This week we have had the typical Minnesota weather, rain, sleet, snow, thunder, lightning and 50 mph wind gusts. If the saying that “April showers brings May flowers”, well we should be in good abundance here come May.
Each day it is getting closer and closer to planting season here in the North. Because the season is so short here in Minnesota, many of us will start plants indoors in hopes of them thriving and ready to be planted outdoors come late May or early June when the danger of frost is supposedly over. There are no guarantees that we won’t have a freeze or snow at the beginning of June, but usually it is safe to assume Summer is here.
The other day we were at Fleet Farm and I was looking at seeds and trying to figure out my garden this year. I have a raised garden that is about 4 foot wide and 20 feet long. Luckily it is down by the old chicken coop and pump where no one can see it unless they walk down there. I always try to plant the usual tomatoes, beans and onions and then will add the space consuming zucchini and squash. And it always starts out great, everything has a place and everything strategically located for the best sunlight and moisture needed. And then it happens.

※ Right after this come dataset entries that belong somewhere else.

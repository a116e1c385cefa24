//! Key-value persistence for picker preferences
//!
//! The frequency tracker keeps two small JSON values under an application
//! namespace. `SqliteStore` persists them through an r2d2 connection pool;
//! `MemoryStore` backs hosts without a disk and tests.

use std::collections::HashMap;
use std::path::Path;
use std::sync::Arc;

use parking_lot::RwLock;
use r2d2::{Pool, PooledConnection};
use r2d2_sqlite::SqliteConnectionManager;
use rusqlite::{params, OptionalExtension};
use serde::de::DeserializeOwned;
use serde::Serialize;
use thiserror::Error;

/// Namespace used by the picker for its persisted entries.
pub const DEFAULT_NAMESPACE: &str = "emoji-mart";

#[derive(Error, Debug)]
pub enum StoreError {
    #[error("SQLite error: {0}")]
    Sqlite(#[from] rusqlite::Error),
    #[error("IO error: {0}")]
    Io(#[from] std::io::Error),
    #[error("Connection pool error: {0}")]
    Pool(#[from] r2d2::Error),
}

pub type StoreResult<T> = Result<T, StoreError>;

/// Raw string storage. Implementations may fail; callers that treat loss of
/// state as non-critical go through [`Preferences`].
pub trait KeyValueStore: Send + Sync {
    fn get(&self, key: &str) -> StoreResult<Option<String>>;
    fn set(&self, key: &str, value: &str) -> StoreResult<()>;
}

// ─────────────────────────────────────────────────────────────────────────────
// SQLITE
// ─────────────────────────────────────────────────────────────────────────────

/// Thread-safe key-value table using connection pooling
pub struct SqliteStore {
    pool: Pool<SqliteConnectionManager>,
}

impl SqliteStore {
    /// Open or create a store at the given path
    pub fn open<P: AsRef<Path>>(path: P) -> StoreResult<Self> {
        if let Some(parent) = path.as_ref().parent() {
            if !parent.as_os_str().is_empty() {
                std::fs::create_dir_all(parent)?;
            }
        }
        let manager = SqliteConnectionManager::file(path).with_init(|conn| {
            conn.execute_batch(
                "
                PRAGMA journal_mode=WAL;
                PRAGMA synchronous=NORMAL;
            ",
            )?;
            Ok(())
        });

        let pool = Pool::builder().max_size(4).build(manager)?;

        let store = Self { pool };
        store.setup_schema()?;
        Ok(store)
    }

    /// Open an in-memory store
    pub fn open_in_memory() -> StoreResult<Self> {
        let manager = SqliteConnectionManager::memory();

        // In-memory needs single connection to maintain state
        let pool = Pool::builder().max_size(1).build(manager)?;

        let store = Self { pool };
        store.setup_schema()?;
        Ok(store)
    }

    fn get_conn(&self) -> StoreResult<PooledConnection<SqliteConnectionManager>> {
        Ok(self.pool.get()?)
    }

    fn setup_schema(&self) -> StoreResult<()> {
        let conn = self.get_conn()?;
        conn.execute_batch(
            r#"
            CREATE TABLE IF NOT EXISTS kv (
                key TEXT PRIMARY KEY NOT NULL,
                value TEXT NOT NULL
            );
        "#,
        )?;
        Ok(())
    }
}

impl KeyValueStore for SqliteStore {
    fn get(&self, key: &str) -> StoreResult<Option<String>> {
        let conn = self.get_conn()?;
        let value = conn
            .query_row("SELECT value FROM kv WHERE key = ?1", params![key], |row| {
                row.get::<_, String>(0)
            })
            .optional()?;
        Ok(value)
    }

    fn set(&self, key: &str, value: &str) -> StoreResult<()> {
        let conn = self.get_conn()?;
        conn.execute(
            "INSERT INTO kv (key, value) VALUES (?1, ?2)
             ON CONFLICT(key) DO UPDATE SET value = excluded.value",
            params![key, value],
        )?;
        Ok(())
    }
}

// ─────────────────────────────────────────────────────────────────────────────
// MEMORY
// ─────────────────────────────────────────────────────────────────────────────

#[derive(Default)]
pub struct MemoryStore {
    entries: RwLock<HashMap<String, String>>,
}

impl MemoryStore {
    pub fn new() -> Self {
        Self::default()
    }
}

impl KeyValueStore for MemoryStore {
    fn get(&self, key: &str) -> StoreResult<Option<String>> {
        Ok(self.entries.read().get(key).cloned())
    }

    fn set(&self, key: &str, value: &str) -> StoreResult<()> {
        self.entries.write().insert(key.to_string(), value.to_string());
        Ok(())
    }
}

// ─────────────────────────────────────────────────────────────────────────────
// NAMESPACED JSON HELPER
// ─────────────────────────────────────────────────────────────────────────────

/// Namespaced JSON values on top of a [`KeyValueStore`].
///
/// Storage and parse failures degrade to "not found" on read and are dropped
/// on write.
#[derive(Clone)]
pub struct Preferences {
    store: Arc<dyn KeyValueStore>,
    namespace: String,
}

impl Preferences {
    pub fn new(store: Arc<dyn KeyValueStore>, namespace: impl Into<String>) -> Self {
        Self {
            store,
            namespace: namespace.into(),
        }
    }

    pub fn in_memory() -> Self {
        Self::new(Arc::new(MemoryStore::new()), DEFAULT_NAMESPACE)
    }

    fn key(&self, key: &str) -> String {
        format!("{}.{}", self.namespace, key)
    }

    pub fn get<T: DeserializeOwned>(&self, key: &str) -> Option<T> {
        let raw = match self.store.get(&self.key(key)) {
            Ok(raw) => raw?,
            Err(e) => {
                log::debug!("preferences: read of {} failed: {}", key, e);
                return None;
            }
        };
        match serde_json::from_str(&raw) {
            Ok(value) => Some(value),
            Err(e) => {
                log::debug!("preferences: {} holds invalid JSON: {}", key, e);
                None
            }
        }
    }

    pub fn set<T: Serialize + ?Sized>(&self, key: &str, value: &T) {
        let raw = match serde_json::to_string(value) {
            Ok(raw) => raw,
            Err(e) => {
                log::debug!("preferences: cannot encode {}: {}", key, e);
                return;
            }
        };
        if let Err(e) = self.store.set(&self.key(key), &raw) {
            log::debug!("preferences: write of {} failed: {}", key, e);
        }
    }
}
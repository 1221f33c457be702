#![doc = r#"
# psc-transport-tcp

## 模块使命（Why）
- **面向不稳定链路的客户端引擎**：嵌入式目标会重启、网络会抖动，
  引擎以固定 5 秒退避自动重连，断线原因落在引擎状态消息里供记录层报警。
- **严格的帧边界**：TCP 字节流按 8 字节帧头 + 报文体切分；魔数一旦
  对不上即视为不可恢复的成帧错误，拆连接重来，绝不尝试重新同步。

## 核心契约（What）
- [`TcpEngine::connect`] 启动会话驱动；状态机为
  `Idle → Connecting → Connected → Backoff → Connecting …`；
- `queue_send*` 把帧暂存进引擎发送缓冲（头与体一次性预留、原子追加），
  超过发送缓冲上限同步失败；[`TcpEngine::flush_send`] 把暂存整体移交
  套接字写队列并清除所有发送块的 `queued` 标志；
- 闲置超时恒作用于写方向，读方向仅在超时掩码 bit0 置位时启用。

## 并发模型（How）
- 会话驱动与写任务运行在共享反应器上；回调按"引擎锁 → 套接字侧锁"
  的固定顺序进锁，与公开方法互不死锁；
- 解码在每次读唤醒后于引擎锁内批量推进，订阅者在同一临界区内被
  同步触达。
"#]

mod decoder;
mod engine;

pub use decoder::{FrameDecoder, FrameEvent, MIN_RX_BUFFER};
pub use engine::TcpEngine;
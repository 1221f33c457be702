#![doc = r#"
# psc-capture

## 模块使命（Why）
- **不丢包优先的采集通路**：普通数据报引擎按事件循环节拍收包，在每秒
  二三十万包的量级下撑不住；本引擎用两个专职线程、`recvmmsg` 批量系统
  调用与预分配的报文体自由链表，把稳态路径上的分配和唤醒都挤掉；
- **掉包要看得见**：内核侧溢出经 `SO_RXQ_OVFL` 控制消息换算成差值计入
  `ndrops`，用户侧自由链表耗尽计入 `noom` 并阻塞等待——两类丢失都被
  记账而不是被掩盖。

## 流水线（How）
```text
socket -> RX 线程 -> pending[] -> CACHE 线程 -> {Block 更新, 数据文件, 短缓冲}
            ^                                              |
            +-------- vpool 自由链表 <---- 缓冲归还 --------+
```
- RX 线程在 `rxLock` 下从 `vpool` 指派缓冲，锁外执行批量收包，校验后
  把报文压入 `pending`，每个突发只唤醒 CACHE 线程一次；
- CACHE 线程换出整个 `pending`，依次完成 Block 更新、日志落盘（`writev`
  散布写，按大小轮转）与短缓冲装填，最后把缓冲归还 `vpool`。

## 核心契约（What）
- 同一批次的全部报文共享一个接收时间戳；
- 日志记录格式：`'P' 'S' msgid bodylen sec nsec body`，无文件头尾；
  写失败即关文件、清记录开关、发布 `lasterror`；
- 短缓冲容量 `shortLimit` 之内装填，装满投递 `shortFull` 扫描；快照
  读取不够用时自动请求放大下一轮容量。
"#]

mod batch;
mod engine;
mod journal;
mod pkt;

pub use engine::{CaptureCounters, CaptureEngine};
pub use journal::{JournalReader, JournalRecord};
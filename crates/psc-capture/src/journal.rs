//! 采集数据的磁盘日志：只追加、按大小轮转、无文件头尾。
//!
//! 每条记录为 16 字节记录头（`'P' 'S' msgid bodylen sec nsec`，大端）
//! 紧跟 `bodylen` 字节报文体。文件尾部的半条记录意味着崩溃或截断，
//! 读取方按此判定。

use std::fs::{File, OpenOptions};
use std::io::{self, Read};
use std::os::fd::AsRawFd;
use std::os::unix::fs::OpenOptionsExt;
use std::time::SystemTime;

use chrono::{DateTime, Local};

use psc_core::wire::{JournalHeader, JOURNAL_HEADER_LEN};

use crate::pkt::Pkt;

/// 当前日志文件与它的写入记账。
pub(crate) struct Journal {
    file: Option<File>,
    /// 当前文件累计字节，轮转判据。
    filetotal: u64,
    /// 距上次 `fdatasync` 的累计字节。
    sync_accum: u64,
}

impl Journal {
    pub fn new() -> Self {
        Journal {
            file: None,
            filetotal: 0,
            sync_accum: 0,
        }
    }

    pub fn is_open(&self) -> bool {
        self.file.is_some()
    }

    /// 当前文件累计写入的字节数。
    pub fn written(&self) -> u64 {
        self.filetotal
    }

    /// 是否达到轮转阈值。
    pub fn should_rotate(&self, max_len_mb: u32) -> bool {
        self.is_open() && self.filetotal >= u64::from(max_len_mb) << 20
    }

    /// 关闭当前文件（若开着）。
    pub fn close(&mut self) {
        self.file = None;
    }

    /// 关旧开新：文件名由 `{dir}/{base}{YYYYMMDD-HHMMSS}.dat` 组成，
    /// 时间取首包的墙钟时刻。独占创建（`O_EXCL`），已存在即失败。
    pub fn open_new(&mut self, dir: &str, base: &str, when: SystemTime) -> io::Result<String> {
        self.close();
        let stamp: DateTime<Local> = when.into();
        let name = if dir.is_empty() {
            format!("{base}{}.dat", stamp.format("%Y%m%d-%H%M%S"))
        } else {
            format!("{dir}/{base}{}.dat", stamp.format("%Y%m%d-%H%M%S"))
        };
        let file = OpenOptions::new()
            .write(true)
            .create_new(true)
            .mode(0o644)
            .custom_flags(libc::O_CLOEXEC)
            .open(&name)?;
        self.file = Some(file);
        self.filetotal = 0;
        self.sync_accum = 0;
        Ok(name)
    }

    /// 把一批报文按批次散布写（`writev`）落盘，每批至多
    /// `iov_limit / 2` 条记录。
    ///
    /// 返回本次写入的总字节数。短写与系统错误都按错误上抛，调用方
    /// 负责关文件、清记录开关并发布 `lasterror`。
    pub fn write_packets(&mut self, pkts: &[Pkt], iov_limit: usize) -> io::Result<u64> {
        let Some(file) = &self.file else {
            return Ok(0);
        };
        let fd = file.as_raw_fd();
        let per_batch = (iov_limit / 2).max(1);
        let mut headers: Vec<[u8; JOURNAL_HEADER_LEN]> = Vec::with_capacity(per_batch);
        let mut iov: Vec<libc::iovec> = Vec::with_capacity(per_batch * 2);
        let mut total = 0u64;

        for batch in pkts.chunks(per_batch) {
            headers.clear();
            for pkt in batch {
                let mut raw = [0u8; JOURNAL_HEADER_LEN];
                pkt.journal_header().write_to(&mut raw);
                headers.push(raw);
            }
            iov.clear();
            let mut batch_total = 0usize;
            for (raw, pkt) in headers.iter().zip(batch) {
                let payload = pkt.payload();
                iov.push(libc::iovec {
                    iov_base: raw.as_ptr().cast_mut().cast(),
                    iov_len: raw.len(),
                });
                iov.push(libc::iovec {
                    iov_base: payload.as_ptr().cast_mut().cast(),
                    iov_len: payload.len(),
                });
                batch_total += raw.len() + payload.len();
            }

            let wrote = unsafe { libc::writev(fd, iov.as_ptr(), iov.len() as libc::c_int) };
            if wrote < 0 {
                return Err(io::Error::last_os_error());
            }
            if wrote as usize != batch_total {
                return Err(io::Error::other(format!(
                    "data file write incomplete {wrote} of {batch_total}"
                )));
            }
            total += batch_total as u64;
            self.filetotal += batch_total as u64;
            self.sync_accum += batch_total as u64;
        }
        Ok(total)
    }

    /// 累计量达到阈值时执行一次 `fdatasync`；阈值为零表示从不。
    pub fn maybe_sync(&mut self, dsync_mb: u32) -> io::Result<()> {
        if dsync_mb == 0 {
            return Ok(());
        }
        if let Some(file) = &self.file
            && self.sync_accum >= u64::from(dsync_mb) << 20
        {
            self.sync_accum = 0;
            file.sync_data()?;
        }
        Ok(())
    }
}

/// 数据文件中的一条完整记录。
#[derive(Debug, Clone, PartialEq, Eq)]
pub struct JournalRecord {
    pub msgid: u16,
    /// POSIX 纪元秒。
    pub sec: u32,
    pub nsec: u32,
    pub body: Vec<u8>,
}

/// 顺序读取数据文件的记录流。
///
/// 文件没有头尾与索引，按格式逐条消费即可；恰好停在记录边界的 EOF
/// 是正常结束，停在记录中间则按崩溃/截断上报 `UnexpectedEof`。
pub struct JournalReader<R> {
    inner: R,
}

impl<R: Read> JournalReader<R> {
    pub fn new(inner: R) -> Self {
        JournalReader { inner }
    }

    /// 读下一条记录；到达文件末尾返回 `None`。
    pub fn next_record(&mut self) -> io::Result<Option<JournalRecord>> {
        let mut raw = [0u8; JOURNAL_HEADER_LEN];
        match self.inner.read(&mut raw)? {
            0 => return Ok(None),
            got => self.inner.read_exact(&mut raw[got..])?,
        }
        let head = JournalHeader::parse(&raw)
            .map_err(|err| io::Error::new(io::ErrorKind::InvalidData, err))?;
        let mut body = vec![0u8; head.bodylen as usize];
        self.inner.read_exact(&mut body)?;
        Ok(Some(JournalRecord {
            msgid: head.msgid,
            sec: head.sec,
            nsec: head.nsec,
            body,
        }))
    }
}

impl<R: Read> Iterator for JournalReader<R> {
    type Item = io::Result<JournalRecord>;

    fn next(&mut self) -> Option<Self::Item> {
        self.next_record().transpose()
    }
}

#[cfg(test)]
mod tests {
    use super::*;
    use std::time::Duration;
    use std::time::UNIX_EPOCH;

    fn pkt(msgid: u16, body: &[u8], sec: u64) -> Pkt {
        Pkt {
            msgid,
            bodylen: body.len() as u32,
            rxtime: UNIX_EPOCH + Duration::from_secs(sec),
            body: body.to_vec(),
        }
    }

    #[test]
    fn records_concatenate_without_framing_overhead() {
        let dir = tempfile::tempdir().expect("tempdir");
        let mut journal = Journal::new();
        let name = journal
            .open_new(dir.path().to_str().unwrap(), "t", UNIX_EPOCH)
            .expect("open journal");

        let pkts = vec![pkt(1, b"abc", 10), pkt(2, b"", 11), pkt(3, b"defgh", 12)];
        // iov_limit 压到 4：三条记录强制分两批写。
        let wrote = journal.write_packets(&pkts, 4).expect("writev");
        assert_eq!(wrote, (16 + 3) + 16 + (16 + 5));
        assert_eq!(journal.written(), wrote);

        let mut raw = Vec::new();
        File::open(&name)
            .expect("reopen")
            .read_to_end(&mut raw)
            .expect("read back");
        assert_eq!(raw.len() as u64, wrote);
        // 第一条记录可直接按格式解析。
        assert_eq!(&raw[..2], b"PS");
        assert_eq!(u16::from_be_bytes([raw[2], raw[3]]), 1);
        assert_eq!(u32::from_be_bytes([raw[4], raw[5], raw[6], raw[7]]), 3);
        assert_eq!(&raw[16..19], b"abc");
    }

    #[test]
    fn reader_replays_records_and_detects_truncation() {
        let dir = tempfile::tempdir().expect("tempdir");
        let mut journal = Journal::new();
        let name = journal
            .open_new(dir.path().to_str().unwrap(), "r", UNIX_EPOCH)
            .expect("open journal");
        let pkts = vec![pkt(7, b"alpha", 100), pkt(8, b"", 101)];
        journal.write_packets(&pkts, 64).expect("writev");
        journal.close();

        let mut reader = JournalReader::new(File::open(&name).expect("reopen"));
        let first = reader.next_record().expect("read").expect("record");
        assert_eq!(first.msgid, 7);
        assert_eq!(first.sec, 100);
        assert_eq!(first.body, b"alpha");
        let second = reader.next_record().expect("read").expect("record");
        assert_eq!((second.msgid, second.body.len()), (8, 0));
        assert!(reader.next_record().expect("clean eof").is_none());

        // 掐掉尾部字节模拟崩溃：读取方报 UnexpectedEof。
        let raw = std::fs::read(&name).expect("read all");
        let truncated = &raw[..raw.len() - 2];
        let mut reader = JournalReader::new(truncated);
        assert!(reader.next_record().expect("intact first").is_some());
        let err = reader.next_record().expect_err("torn record");
        assert_eq!(err.kind(), io::ErrorKind::UnexpectedEof);
    }

    #[test]
    fn exclusive_create_rejects_existing_file() {
        let dir = tempfile::tempdir().expect("tempdir");
        let mut journal = Journal::new();
        let when = UNIX_EPOCH + Duration::from_secs(1234);
        journal
            .open_new(dir.path().to_str().unwrap(), "dup", when)
            .expect("first open");
        let err = journal
            .open_new(dir.path().to_str().unwrap(), "dup", when)
            .expect_err("same stamp must collide");
        assert_eq!(err.kind(), io::ErrorKind::AlreadyExists);
    }

    #[test]
    fn rotation_threshold_uses_mebibytes() {
        let dir = tempfile::tempdir().expect("tempdir");
        let mut journal = Journal::new();
        journal
            .open_new(dir.path().to_str().unwrap(), "rot", UNIX_EPOCH)
            .expect("open");
        assert!(!journal.should_rotate(1));
        let big = pkt(9, &vec![0u8; 1 << 20], 0);
        journal.write_packets(std::slice::from_ref(&big), 64).expect("write");
        assert!(journal.should_rotate(1));
        assert!(!journal.should_rotate(2));
    }
}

I will have a beautifully growing garden, tomato plants staked, pole beans climbing the tripod poles I have made for them and zucchini and squash starting to sprawl and cover the open ground. It looks perfect. The warmth of the sun and my gentle watering gets them going perfectly. I actually begin to feel like I know what I am doing and it is going to work this time. Until we get a 2-3 day rain and I am not out there to pluck up the weeds that grow faster than the plants. By the time the rains stop and I wander out to the garden, the weeds are now embedded around all the vegetable plants and towering towards the sky. It happens just that fast. And it becomes a 4 x 20 foot jungle of tangled weeds and a few vegetable plants.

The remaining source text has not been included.